WHAT YOU WILL DO: What lines below include the string "matches"? Pick them out and copy them.

DATA RECORDS:
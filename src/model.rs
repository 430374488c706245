//! # Data Model
//!
//! Plain data produced by the collectors, the aggregator and the repair
//! orchestrator. Every type here serializes straight into the JSON documents
//! written at the end of a run, so field names are part of the output format.
//!
//! - [`PackageRecord`]: one installed package as reported by a manager.
//! - [`Issue`]: one failed operation, tagged with an [`IssueCategory`].
//! - [`Inventory`]: everything listed during one run, shaped by [`Mode`].
//! - [`RepairResult`]: the ordered narrative of a repair pass.
//! - [`SourceEdit`]: one source-list line disabled by the sanitizer.

use std::collections::BTreeMap;
use std::fmt;
use std::path::PathBuf;

use chrono::{DateTime, Utc};
use serde::{Deserialize, Serialize};

/// Version string used whenever a listing does not yield a usable version.
pub const UNKNOWN_VERSION: &str = "unknown";

/// Which layers a run covers.
#[derive(Debug, Clone, Copy, PartialEq, Eq, Serialize, Deserialize, clap::ValueEnum)]
pub enum Mode {
    /// OS packages only
    #[value(name = "A")]
    A,
    /// OS packages and the system pip
    #[value(name = "B")]
    B,
    /// OS packages, system pip and every virtualenv
    #[value(name = "C")]
    C,
    /// Like C, and upgrade pip and virtualenv packages in place
    #[value(name = "D")]
    D,
}

impl Mode {
    /// Whether the system pip layer is listed.
    pub fn includes_system_pip(self) -> bool {
        matches!(self, Mode::B | Mode::C | Mode::D)
    }

    /// Whether per-environment layers are listed.
    pub fn includes_environments(self) -> bool {
        matches!(self, Mode::C | Mode::D)
    }

    /// Whether pip layers are upgraded after listing.
    pub fn upgrades(self) -> bool {
        self == Mode::D
    }
}

impl fmt::Display for Mode {
    fn fmt(&self, f: &mut fmt::Formatter<'_>) -> fmt::Result {
        let letter = match self {
            Mode::A => "A",
            Mode::B => "B",
            Mode::C => "C",
            Mode::D => "D",
        };
        f.write_str(letter)
    }
}

/// One installed package.
#[derive(Debug, Clone, PartialEq, Eq, Serialize, Deserialize)]
pub struct PackageRecord {
    pub name: String,
    pub version: String,
    /// The listing line this record was parsed from (OS layer only).
    #[serde(default, skip_serializing_if = "Option::is_none")]
    pub raw: Option<String>,
}

impl PackageRecord {
    pub fn new(name: impl Into<String>, version: impl Into<String>) -> Self {
        Self {
            name: name.into(),
            version: version.into(),
            raw: None,
        }
    }

    pub fn with_raw(mut self, raw: impl Into<String>) -> Self {
        self.raw = Some(raw.into());
        self
    }
}

/// What kind of operation an [`Issue`] comes from.
#[derive(Debug, Clone, Copy, PartialEq, Eq, Serialize, Deserialize)]
#[serde(rename_all = "snake_case")]
pub enum IssueCategory {
    PkgUpdate,
    PkgUpgrade,
    PkgList,
    PipExec,
    PipListParse,
    PipUpgrade,
    SystemPipMissing,
    PkgException,
}

impl IssueCategory {
    pub fn as_str(self) -> &'static str {
        match self {
            IssueCategory::PkgUpdate => "pkg_update",
            IssueCategory::PkgUpgrade => "pkg_upgrade",
            IssueCategory::PkgList => "pkg_list",
            IssueCategory::PipExec => "pip_exec",
            IssueCategory::PipListParse => "pip_list_parse",
            IssueCategory::PipUpgrade => "pip_upgrade",
            IssueCategory::SystemPipMissing => "system_pip_missing",
            IssueCategory::PkgException => "pkg_exception",
        }
    }
}

impl fmt::Display for IssueCategory {
    fn fmt(&self, f: &mut fmt::Formatter<'_>) -> fmt::Result {
        f.write_str(self.as_str())
    }
}

/// One failed operation.
#[derive(Debug, Clone, PartialEq, Eq, Serialize, Deserialize)]
pub struct Issue {
    pub category: IssueCategory,
    pub command: Vec<String>,
    pub exit_code: i32,
    pub stderr: String,
    /// Set only for issues raised inside a virtualenv.
    #[serde(default, skip_serializing_if = "Option::is_none")]
    pub environment_label: Option<String>,
}

impl Issue {
    pub fn new(
        category: IssueCategory,
        command: Vec<String>,
        exit_code: i32,
        stderr: impl Into<String>,
    ) -> Self {
        Self {
            category,
            command,
            exit_code,
            stderr: stderr.into(),
            environment_label: None,
        }
    }

    /// Tag this issue with the environment it originated from.
    pub fn in_environment(mut self, label: impl Into<String>) -> Self {
        self.environment_label = Some(label.into());
        self
    }
}

/// Packages listed from a single virtualenv.
#[derive(Debug, Clone, PartialEq, Eq, Serialize, Deserialize)]
pub struct EnvironmentInventory {
    pub manager_path: PathBuf,
    pub packages: Vec<PackageRecord>,
}

/// Everything listed during one run.
#[derive(Debug, Clone, PartialEq, Serialize, Deserialize)]
pub struct Inventory {
    pub timestamp: DateTime<Utc>,
    pub mode: Mode,
    pub host: String,
    pub os_packages: Vec<PackageRecord>,
    pub system_language_packages: Vec<PackageRecord>,
    pub environments: BTreeMap<String, EnvironmentInventory>,
}

impl Inventory {
    /// An inventory with no packages, stamped now.
    pub fn empty(mode: Mode, host: impl Into<String>) -> Self {
        Self {
            timestamp: Utc::now(),
            mode,
            host: host.into(),
            os_packages: Vec::new(),
            system_language_packages: Vec::new(),
            environments: BTreeMap::new(),
        }
    }
}

/// The ordered log of a repair pass.
#[derive(Debug, Clone, PartialEq, Serialize, Deserialize)]
pub struct RepairResult {
    pub timestamp: DateTime<Utc>,
    pub steps: Vec<String>,
}

impl RepairResult {
    pub fn new() -> Self {
        Self {
            timestamp: Utc::now(),
            steps: Vec::new(),
        }
    }

    /// Append a step, logging it as it happens.
    pub fn push(&mut self, step: impl Into<String>) {
        let step = step.into();
        if step.starts_with("warning:") {
            log::warn!("repair: {}", step);
        } else {
            log::info!("repair: {}", step);
        }
        self.steps.push(step);
    }
}

impl Default for RepairResult {
    fn default() -> Self {
        Self::new()
    }
}

/// A source-list line that was commented out.
#[derive(Debug, Clone, PartialEq, Eq, Serialize, Deserialize)]
pub struct SourceEdit {
    pub file: PathBuf,
    pub original_line: String,
    pub host: String,
}
//! # Listing Parsers
//!
//! Pure functions that turn package-manager output into [`PackageRecord`]s.
//!
//! The OS listing heuristic is deliberately permissive: OS managers print
//! packages in several shapes (`name/suite version arch [installed]`,
//! `name-1.2.3-r0`, `name version`) and we prefer an imprecise record over
//! dropping a package. The original line is kept in `raw` so nothing is lost.
//!
//! pip output is structured (`pip list --format=json`) and parsed strictly;
//! decoding errors are reported to the caller, who turns them into a
//! `pip_list_parse` issue.

use serde::Deserialize;

use crate::model::{PackageRecord, UNKNOWN_VERSION};

/// Lines some managers print before the actual listing.
const BANNER_PREFIXES: [&str; 2] = ["Listing...", "WARNING:"];

/// Parse one line of OS package listing output.
///
/// Returns `None` for blank lines and listing banners.
pub fn parse_installed_line(line: &str) -> Option<PackageRecord> {
    let line = line.trim();
    if line.is_empty() || BANNER_PREFIXES.iter().any(|b| line.starts_with(b)) {
        return None;
    }
    let token = line.split_whitespace().next()?;
    let (name, version) = split_token(token);
    Some(PackageRecord::new(name, version).with_raw(line))
}

/// Parse a whole listing, skipping lines that carry no package.
pub fn parse_installed_listing(output: &str) -> Vec<PackageRecord> {
    output.lines().filter_map(parse_installed_line).collect()
}

fn split_token(token: &str) -> (&str, &str) {
    if let Some((name, _)) = token.split_once('/') {
        if !name.is_empty() {
            return (name, UNKNOWN_VERSION);
        }
        return (token, UNKNOWN_VERSION);
    }
    if let Some((name, version)) = token.rsplit_once('-') {
        if !name.is_empty() && !version.is_empty() {
            return (name, version);
        }
    }
    (token, UNKNOWN_VERSION)
}

#[derive(Debug, Deserialize)]
struct PipEntry {
    #[serde(default)]
    name: Option<String>,
    #[serde(default)]
    version: Option<String>,
}

/// Decode `pip list --format=json` output.
///
/// Entries without a name are dropped; a missing version becomes `unknown`.
pub fn parse_pip_json(output: &str) -> serde_json::Result<Vec<PackageRecord>> {
    let entries: Vec<PipEntry> = serde_json::from_str(output)?;
    Ok(entries
        .into_iter()
        .filter_map(|entry| {
            let name = entry.name.filter(|n| !n.trim().is_empty())?;
            let version = entry
                .version
                .filter(|v| !v.trim().is_empty())
                .unwrap_or_else(|| UNKNOWN_VERSION.to_string());
            Some(PackageRecord::new(name, version))
        })
        .collect())
}

/// First `limit` characters of `text`, for embedding raw output in issues.
pub fn excerpt(text: &str, limit: usize) -> &str {
    match text.char_indices().nth(limit) {
        Some((idx, _)) => &text[..idx],
        None => text,
    }
}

SOLUTION TO THE EXERCISE:
        matches!(self, Mode::B | Mode::C | Mode::D)
        matches!(self, Mode::C | Mode::D)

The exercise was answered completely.